Andrew Ng's lecture on error analysis of Machine Learning gave a good explanation on Precision and Recall. Here I have a visualization of the concept.

Given the classification results on a test set, comparing the prediction result (P) and the actual label (L), each comparison can be categorized into four buckets:

  1. True positive (TP): P = L = 1
  2. False positive (FP): P = 1, L = 0
  3. False negative (FN): P = 0, L = 1
  4. True negative (TN): P = L = 0


Three metrics are often used:


Accuracy measures, among all test data, how many samples does the algorithm get correctly. This is defined as the number of correct classifications divided by the total test samples:

$$ Accuracy = \frac{TP + TN}{total} $$


Precision measures, among all samples that the algorithm claims to be positive ($TP + FP$), how many are correct:

$$ Precision = \frac{TP}{TP + FP} $$


Recall measures, among all sample that are actually positive ($TP + FN$), how many the algorithm classified as positive:

$$ Recall = \frac{TP}{TP + FN}

When the data has "skewed classes", precision is not a good performance metric. For example, this shows a skewed classes data:


We can have a cheating algorithm to predict everything as negative (imagine the horizontal threshold line to be moved way up), and the accuracy will be high (due to high TN). But as there are no positive classification, the recall is 0.
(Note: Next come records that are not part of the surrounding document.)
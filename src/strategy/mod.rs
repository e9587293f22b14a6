//! Processing strategy module
//!
//! This module defines the Strategy pattern for complete replay pipelines,
//! from scenario decoding through the engine to the printed output. The
//! strategies share one replay and differ only in what they write, so the
//! output can be selected at runtime.

use crate::cli::OutputFormat;
use crate::config::EngineConfig;
use crate::core::{ExchangeRateResolver, TransactionEngine};
use crate::io::ScenarioReader;
use crate::types::BankError;
use std::io::Write;
use std::path::Path;
use tracing::{info, warn};

pub mod balances;
pub mod report;

pub use balances::BalancesStrategy;
pub use report::ReportStrategy;

/// Processing strategy trait for complete replay pipelines
pub trait ProcessingStrategy: Send + Sync {
    /// Replay the scenario at `input_path` and write the result to `output`
    ///
    /// # Arguments
    ///
    /// * `input_path` - Path to the scenario JSON file
    /// * `output` - Mutable reference to a writer for the run output
    ///
    /// # Returns
    ///
    /// * `Ok(())` if the replay completed (command failures are part of the
    ///   output, not errors)
    /// * `Err(BankError)` if a fatal error occurred
    ///
    /// # Errors
    ///
    /// Returns an error if:
    /// - The scenario file cannot be opened
    /// - The scenario JSON or its setup sections are malformed
    /// - Output cannot be written
    fn process(&self, input_path: &Path, output: &mut dyn Write) -> Result<(), BankError>;
}

/// Create a processing strategy for the requested output
///
/// # Arguments
///
/// * `format` - What the run prints
/// * `config` - Run configuration handed to the engine
pub fn create_strategy(format: OutputFormat, config: EngineConfig) -> Box<dyn ProcessingStrategy> {
    match format {
        OutputFormat::Report => Box::new(ReportStrategy::new(config)),
        OutputFormat::Balances => Box::new(BalancesStrategy::new(config)),
    }
}

/// Replay a scenario and return the engine in its final state
///
/// Commands that cannot be decoded are logged and skipped.
///
/// # Errors
///
/// Returns the reader's error for an unreadable scenario, a `Validation`
/// error for a non-positive exchange rate, or a fatal engine error.
pub fn replay(input_path: &Path, config: EngineConfig) -> Result<TransactionEngine, BankError> {
    let reader = ScenarioReader::new(input_path)?;
    let rates = ExchangeRateResolver::new(reader.exchange_rates().iter().cloned())?;

    let mut engine = TransactionEngine::new(config, rates);
    for user in reader.users() {
        engine.register_user(user.clone());
    }
    for commerciant in reader.commerciants() {
        engine.register_commerciant(commerciant.clone());
    }

    let mut skipped = 0usize;
    for result in reader {
        match result {
            Ok(record) => engine.process(record)?,
            Err(e) => {
                skipped += 1;
                warn!(error = %e, "skipping command");
            }
        }
    }

    info!(
        accounts = engine.get_accounts().len(),
        outputs = engine.outputs().len(),
        pending_splits = engine.bank().splits.pending_count(),
        skipped,
        "replay finished"
    );
    Ok(engine)
}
That's why precision and recall is a more balanced measurement for performance. An ideal algorithm should have high precision and recall values. But for a given algorithm, the precision and recall is traded off by setting the classification threshold higher or lower. For example, for the same data shown as above, we could choose a threshold so the algorithm only classifies positive when it's very confident:


This yields higher precision, but lower recall. If a single metric is desired out of precision and recall, there is F1 score defined as below:

$$ F_1 score = 2 \frac{precision \times recall}{precision + recall} $$

When either recall or precision is small, the score will be small. The perfect score is 1 when both precision and recall are 1.